Records drawn from a dataset ▸
:::

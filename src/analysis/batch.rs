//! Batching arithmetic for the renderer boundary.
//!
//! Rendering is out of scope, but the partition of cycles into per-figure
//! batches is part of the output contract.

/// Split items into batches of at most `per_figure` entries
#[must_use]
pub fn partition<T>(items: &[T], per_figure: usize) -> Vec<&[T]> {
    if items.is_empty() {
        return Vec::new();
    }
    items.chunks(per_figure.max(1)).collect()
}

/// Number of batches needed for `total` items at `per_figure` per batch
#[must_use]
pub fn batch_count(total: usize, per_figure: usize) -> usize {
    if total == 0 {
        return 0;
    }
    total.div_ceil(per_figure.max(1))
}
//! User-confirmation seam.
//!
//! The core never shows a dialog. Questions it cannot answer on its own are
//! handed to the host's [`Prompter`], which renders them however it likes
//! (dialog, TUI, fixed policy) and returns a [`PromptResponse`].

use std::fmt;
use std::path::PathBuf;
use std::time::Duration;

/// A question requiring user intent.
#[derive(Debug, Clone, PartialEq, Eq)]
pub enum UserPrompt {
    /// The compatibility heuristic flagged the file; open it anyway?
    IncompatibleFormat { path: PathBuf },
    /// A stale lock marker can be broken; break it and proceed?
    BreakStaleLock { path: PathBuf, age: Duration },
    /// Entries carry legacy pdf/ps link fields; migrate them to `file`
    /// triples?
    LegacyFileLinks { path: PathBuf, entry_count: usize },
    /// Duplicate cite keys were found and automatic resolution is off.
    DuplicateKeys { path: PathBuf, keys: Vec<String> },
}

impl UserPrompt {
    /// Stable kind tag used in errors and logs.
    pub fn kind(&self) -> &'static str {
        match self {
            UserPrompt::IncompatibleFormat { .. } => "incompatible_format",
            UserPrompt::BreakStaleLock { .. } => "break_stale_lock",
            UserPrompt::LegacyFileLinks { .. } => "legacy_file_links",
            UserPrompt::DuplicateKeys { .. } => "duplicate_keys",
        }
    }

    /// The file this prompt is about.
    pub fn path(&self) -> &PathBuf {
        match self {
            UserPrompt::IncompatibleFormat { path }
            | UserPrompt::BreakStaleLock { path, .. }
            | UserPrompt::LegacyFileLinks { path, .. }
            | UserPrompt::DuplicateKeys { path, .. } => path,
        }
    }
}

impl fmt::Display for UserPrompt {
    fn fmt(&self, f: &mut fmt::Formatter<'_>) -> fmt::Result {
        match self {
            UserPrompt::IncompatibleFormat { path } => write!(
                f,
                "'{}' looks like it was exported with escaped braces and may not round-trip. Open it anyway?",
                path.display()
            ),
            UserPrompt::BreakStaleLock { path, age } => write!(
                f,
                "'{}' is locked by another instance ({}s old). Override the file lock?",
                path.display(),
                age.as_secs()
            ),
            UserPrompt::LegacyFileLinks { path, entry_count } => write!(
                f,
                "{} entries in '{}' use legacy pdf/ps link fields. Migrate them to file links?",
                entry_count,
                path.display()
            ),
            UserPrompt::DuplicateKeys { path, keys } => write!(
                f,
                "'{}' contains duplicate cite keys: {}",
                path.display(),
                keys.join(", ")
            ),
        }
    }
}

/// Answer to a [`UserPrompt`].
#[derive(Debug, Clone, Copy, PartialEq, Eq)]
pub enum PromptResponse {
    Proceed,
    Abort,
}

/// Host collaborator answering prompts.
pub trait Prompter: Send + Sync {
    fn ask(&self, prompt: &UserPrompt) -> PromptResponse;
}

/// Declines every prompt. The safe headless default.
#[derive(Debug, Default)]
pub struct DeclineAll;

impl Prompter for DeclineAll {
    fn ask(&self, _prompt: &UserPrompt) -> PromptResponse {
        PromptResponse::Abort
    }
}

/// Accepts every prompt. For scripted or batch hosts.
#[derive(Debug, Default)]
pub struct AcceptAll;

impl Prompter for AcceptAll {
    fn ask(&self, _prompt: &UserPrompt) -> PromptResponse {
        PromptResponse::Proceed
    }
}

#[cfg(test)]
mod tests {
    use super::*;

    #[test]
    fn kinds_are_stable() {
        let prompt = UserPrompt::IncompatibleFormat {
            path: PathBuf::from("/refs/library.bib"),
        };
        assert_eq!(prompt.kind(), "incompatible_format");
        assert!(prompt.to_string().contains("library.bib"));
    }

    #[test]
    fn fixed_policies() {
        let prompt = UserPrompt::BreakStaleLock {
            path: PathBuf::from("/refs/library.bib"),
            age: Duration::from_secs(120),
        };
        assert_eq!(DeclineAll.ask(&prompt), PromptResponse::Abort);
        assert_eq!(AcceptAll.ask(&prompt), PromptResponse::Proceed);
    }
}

:::

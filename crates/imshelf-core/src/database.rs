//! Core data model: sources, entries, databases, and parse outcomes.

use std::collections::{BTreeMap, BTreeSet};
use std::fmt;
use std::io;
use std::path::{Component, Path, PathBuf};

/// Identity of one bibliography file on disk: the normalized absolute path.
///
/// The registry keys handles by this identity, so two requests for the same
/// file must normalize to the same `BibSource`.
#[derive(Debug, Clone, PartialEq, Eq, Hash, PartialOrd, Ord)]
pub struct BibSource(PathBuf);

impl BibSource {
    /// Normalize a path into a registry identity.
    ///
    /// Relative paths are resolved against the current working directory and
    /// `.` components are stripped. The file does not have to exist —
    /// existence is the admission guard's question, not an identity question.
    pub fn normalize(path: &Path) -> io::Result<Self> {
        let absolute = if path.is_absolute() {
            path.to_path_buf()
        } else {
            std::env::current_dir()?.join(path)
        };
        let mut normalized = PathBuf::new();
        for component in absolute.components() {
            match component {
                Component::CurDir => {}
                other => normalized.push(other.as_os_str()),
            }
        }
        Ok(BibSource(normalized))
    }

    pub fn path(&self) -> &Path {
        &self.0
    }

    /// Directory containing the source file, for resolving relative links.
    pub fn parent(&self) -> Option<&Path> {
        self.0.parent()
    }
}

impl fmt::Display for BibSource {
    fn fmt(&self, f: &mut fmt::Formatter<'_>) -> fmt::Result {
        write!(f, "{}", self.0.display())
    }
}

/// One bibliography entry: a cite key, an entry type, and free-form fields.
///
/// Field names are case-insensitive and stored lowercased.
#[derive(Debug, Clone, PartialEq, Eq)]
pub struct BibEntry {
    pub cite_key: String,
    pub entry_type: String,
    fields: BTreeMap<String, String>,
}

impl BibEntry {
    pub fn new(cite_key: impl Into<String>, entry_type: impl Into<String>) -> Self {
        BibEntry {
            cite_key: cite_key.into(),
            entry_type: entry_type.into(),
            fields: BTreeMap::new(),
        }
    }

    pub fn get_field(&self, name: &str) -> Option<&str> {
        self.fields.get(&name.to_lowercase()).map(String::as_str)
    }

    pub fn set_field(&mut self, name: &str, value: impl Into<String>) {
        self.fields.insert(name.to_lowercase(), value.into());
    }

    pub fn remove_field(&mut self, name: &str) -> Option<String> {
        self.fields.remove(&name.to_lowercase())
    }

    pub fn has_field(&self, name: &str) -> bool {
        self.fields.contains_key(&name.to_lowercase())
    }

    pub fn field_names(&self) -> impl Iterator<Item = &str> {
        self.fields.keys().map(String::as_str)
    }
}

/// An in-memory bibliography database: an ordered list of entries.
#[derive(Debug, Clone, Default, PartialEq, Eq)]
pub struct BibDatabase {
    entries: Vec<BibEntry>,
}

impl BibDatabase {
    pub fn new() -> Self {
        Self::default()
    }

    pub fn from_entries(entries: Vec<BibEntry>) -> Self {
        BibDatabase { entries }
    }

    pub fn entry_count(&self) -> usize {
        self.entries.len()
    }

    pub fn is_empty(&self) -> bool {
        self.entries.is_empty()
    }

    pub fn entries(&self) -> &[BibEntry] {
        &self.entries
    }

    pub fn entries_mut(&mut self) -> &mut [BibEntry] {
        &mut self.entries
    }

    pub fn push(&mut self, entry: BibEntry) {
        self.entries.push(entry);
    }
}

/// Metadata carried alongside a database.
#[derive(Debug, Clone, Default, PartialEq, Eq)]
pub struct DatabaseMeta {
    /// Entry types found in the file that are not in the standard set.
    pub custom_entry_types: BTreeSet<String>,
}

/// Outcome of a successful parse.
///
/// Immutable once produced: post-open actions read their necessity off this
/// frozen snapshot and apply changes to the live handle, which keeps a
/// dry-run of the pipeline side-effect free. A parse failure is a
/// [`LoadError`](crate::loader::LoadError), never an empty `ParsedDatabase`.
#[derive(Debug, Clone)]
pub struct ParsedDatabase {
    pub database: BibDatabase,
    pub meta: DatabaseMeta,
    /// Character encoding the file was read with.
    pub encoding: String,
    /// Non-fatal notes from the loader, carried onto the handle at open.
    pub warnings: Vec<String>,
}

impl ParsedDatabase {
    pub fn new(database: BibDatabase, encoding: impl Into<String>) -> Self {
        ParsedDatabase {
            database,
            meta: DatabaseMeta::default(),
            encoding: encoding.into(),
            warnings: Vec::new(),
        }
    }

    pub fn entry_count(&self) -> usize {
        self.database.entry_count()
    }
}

:::

PROBLEM TO SOLVE ▸ From the entries above, give again exactly the lines running from the line with "filename src/analysis/batch.rs" to the line with "PathBuf, age: Duration"; include both of those lines.

ANSWER BOX ▸
filename src/analysis/batch.rs
//! Batching arithmetic for the renderer boundary.
//!
//! Rendering is out of scope, but the partition of cycles into per-figure
//! batches is part of the output contract.

/// Split items into batches of at most `per_figure` entries
#[must_use]
pub fn partition<T>(items: &[T], per_figure: usize) -> Vec<&[T]> {
    if items.is_empty() {
        return Vec::new();
    }
    items.chunks(per_figure.max(1)).collect()
}

/// Number of batches needed for `total` items at `per_figure` per batch
#[must_use]
pub fn batch_count(total: usize, per_figure: usize) -> usize {
    if total == 0 {
        return 0;
    }
    total.div_ceil(per_figure.max(1))
}
//! User-confirmation seam.
//!
//! The core never shows a dialog. Questions it cannot answer on its own are
//! handed to the host's [`Prompter`], which renders them however it likes
//! (dialog, TUI, fixed policy) and returns a [`PromptResponse`].

use std::fmt;
use std::path::PathBuf;
use std::time::Duration;

/// A question requiring user intent.
#[derive(Debug, Clone, PartialEq, Eq)]
pub enum UserPrompt {
    /// The compatibility heuristic flagged the file; open it anyway?
    IncompatibleFormat { path: PathBuf },
    /// A stale lock marker can be broken; break it and proceed?
    BreakStaleLock { path: PathBuf, age: Duration },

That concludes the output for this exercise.